ATRIAL FIBRILLATION (AF)
Atrial fibrillation is a disorder in which the normally regular and coordinated contraction pattern of the heart's two small upper chambers (the atria) becomes irregular and uncoordinated. The irregular contraction pattern associated with atrial fibrillation causes blood to pool in the atria, predisposing the formation of clots. These clots may travel from the heart and become lodged in the arteries leading to the brain and other organs, thereby blocking necessary blood flow and potentially resulting in stroke. In addition, in patients with heart failure and reduced left ventricular ejection fraction (HFREF), new onset atrial fibrillation may also contribute to worsening heart failure and increased risk of death. AF is considered an epidemic cardiovascular disease with an estimated prevalence of at least 2.7 million Americans in 2010.
AF CLINICAL TRIAL
GENETIC-AF is planned as a Phase 2B/3, multi-center, randomized, double-blind clinical trial comparing Gencaro to metoprolol CR/XL for prevention of AF in patients with heart failure and reduced left ventricular ejection fraction (HFREF). ARCA plans to enroll only patients with the genetic variant of the beta-1 cardiac receptor which the Company believes responds most favorably to Gencaro. GENETIC-AF has an adaptive design, under which the Company plans to initiate it as a Phase 2B study in approximately 200 patients and then, depending on the results of an interim analysis by the trial Data Safety Monitoring Board (DSMB), expand the trial to a Phase 3 study by enrolling an estimated additional 420 patients. The Company now anticipates that patient enrollment in GENETIC-AF will begin in the first quarter of 2014.

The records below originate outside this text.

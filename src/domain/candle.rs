//! Candle and kline interval types.

use std::fmt;
use std::str::FromStr;

use serde::{Deserialize, Serialize};

use crate::error::StreamError;

use super::resampler::SubMinuteSpan;

/// One OHLCV bar.
///
/// `open_time_ms` is the Unix millisecond timestamp at which the bar's
/// window starts.
#[derive(Debug, Clone, Copy, PartialEq, Serialize, Deserialize)]
pub struct Candle {
    pub open_time_ms: i64,
    pub open: f64,
    pub high: f64,
    pub low: f64,
    pub close: f64,
    pub volume: f64,
    pub is_closed: bool,
}

impl Candle {
    /// True when close >= open.
    pub fn is_bullish(&self) -> bool {
        self.close >= self.open
    }

    /// High minus low.
    pub fn range(&self) -> f64 {
        self.high - self.low
    }

    /// Same bar with the closed flag set.
    pub const fn closed(mut self) -> Self {
        self.is_closed = true;
        self
    }
}

/// Kline intervals the streaming layer can serve.
///
/// Sub-minute intervals are not native on any supported venue; they are
/// synthesized from 1-minute bars by the resampler.
#[derive(Debug, Clone, Copy, PartialEq, Eq, Hash, PartialOrd, Ord, Serialize, Deserialize)]
pub enum KlineInterval {
    #[serde(rename = "1s")]
    S1,
    #[serde(rename = "5s")]
    S5,
    #[serde(rename = "15s")]
    S15,
    #[serde(rename = "1m")]
    M1,
    #[serde(rename = "3m")]
    M3,
    #[serde(rename = "5m")]
    M5,
    #[serde(rename = "15m")]
    M15,
    #[serde(rename = "30m")]
    M30,
    #[serde(rename = "1h")]
    H1,
    #[serde(rename = "4h")]
    H4,
    #[serde(rename = "1d")]
    D1,
}

impl KlineInterval {
    const TABLE: [(Self, &'static str); 11] = [
        (Self::S1, "1s"),
        (Self::S5, "5s"),
        (Self::S15, "15s"),
        (Self::M1, "1m"),
        (Self::M3, "3m"),
        (Self::M5, "5m"),
        (Self::M15, "15m"),
        (Self::M30, "30m"),
        (Self::H1, "1h"),
        (Self::H4, "4h"),
        (Self::D1, "1d"),
    ];

    pub fn as_str(self) -> &'static str {
        Self::TABLE
            .iter()
            .find(|(i, _)| *i == self)
            .map_or("?", |(_, s)| *s)
    }

    /// Resampling span for sub-minute intervals.
    pub const fn sub_minute_span(self) -> Option<SubMinuteSpan> {
        match self {
            Self::S1 => Some(SubMinuteSpan::ONE_SECOND),
            Self::S5 => Some(SubMinuteSpan::FIVE_SECONDS),
            Self::S15 => Some(SubMinuteSpan::FIFTEEN_SECONDS),
            _ => None,
        }
    }

    /// Interval actually requested from the venue.
    ///
    /// Sub-minute intervals are fed by the 1-minute stream.
    pub const fn source(self) -> Self {
        if self.sub_minute_span().is_some() {
            Self::M1
        } else {
            self
        }
    }
}

impl fmt::Display for KlineInterval {
    fn fmt(&self, f: &mut fmt::Formatter<'_>) -> fmt::Result {
        f.write_str(self.as_str())
    }
}

impl FromStr for KlineInterval {
    type Err = StreamError;

    fn from_str(s: &str) -> Result<Self, Self::Err> {
        let wanted = s.trim().to_ascii_lowercase();
        Self::TABLE
            .iter()
            .find(|(_, name)| *name == wanted)
            .map(|(i, _)| *i)
            .ok_or_else(|| StreamError::UnknownInterval(s.to_string()))
    }
}

#[cfg(test)]
mod tests {
    use super::*;

    #[test]
    fn test_sub_minute_intervals_source_from_one_minute() {
        assert_eq!(KlineInterval::S15.source(), KlineInterval::M1);
        assert_eq!(KlineInterval::S15.sub_minute_span(), Some(SubMinuteSpan::FIFTEEN_SECONDS));
        assert_eq!(KlineInterval::M5.source(), KlineInterval::M5);
        assert_eq!(KlineInterval::M5.sub_minute_span(), None);
    }

    #[test]
    fn test_interval_parse() {
        assert_eq!("5s".parse::<KlineInterval>().ok(), Some(KlineInterval::S5));
        assert_eq!("1H".parse::<KlineInterval>().ok(), Some(KlineInterval::H1));
        assert!("2m".parse::<KlineInterval>().is_err());
    }

    #[test]
    fn test_closed_sets_flag_only() {
        let c = Candle {
            open_time_ms: 60_000,
            open: 1.0,
            high: 2.0,
            low: 0.5,
            close: 1.5,
            volume: 3.0,
            is_closed: false,
        };
        let closed = c.closed();
        assert!(closed.is_closed);
        assert_eq!(closed.close, c.close);
    }
}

Under the collaboration with Medtronic, ARCA plans to conduct a substudy that will include continuous monitoring of the cardiac rhythms of all 200 patients enrolled during the Phase 2B portion of GENETIC-AF. Each patient will have heart rhythm monitoring via a Medtronic device, either a previously implanted cardiac resynchronization or defibrillation device, or a previously or newly inserted Reveal® loop recorder. The collaboration substudy will measure AF burden, defined as a patient’s actual time in AF regardless of symptoms. For the DSMB interim analysis, AF burden and the primary endpoint of the study, time to recurrence of symptomatic AF after electrical cardioversion, or death, will be reviewed by the DSMB to determine if there is sufficient potential for a statistically significant efficacy signal to be determined for all patients enrolled in the Phase 2B/3 study.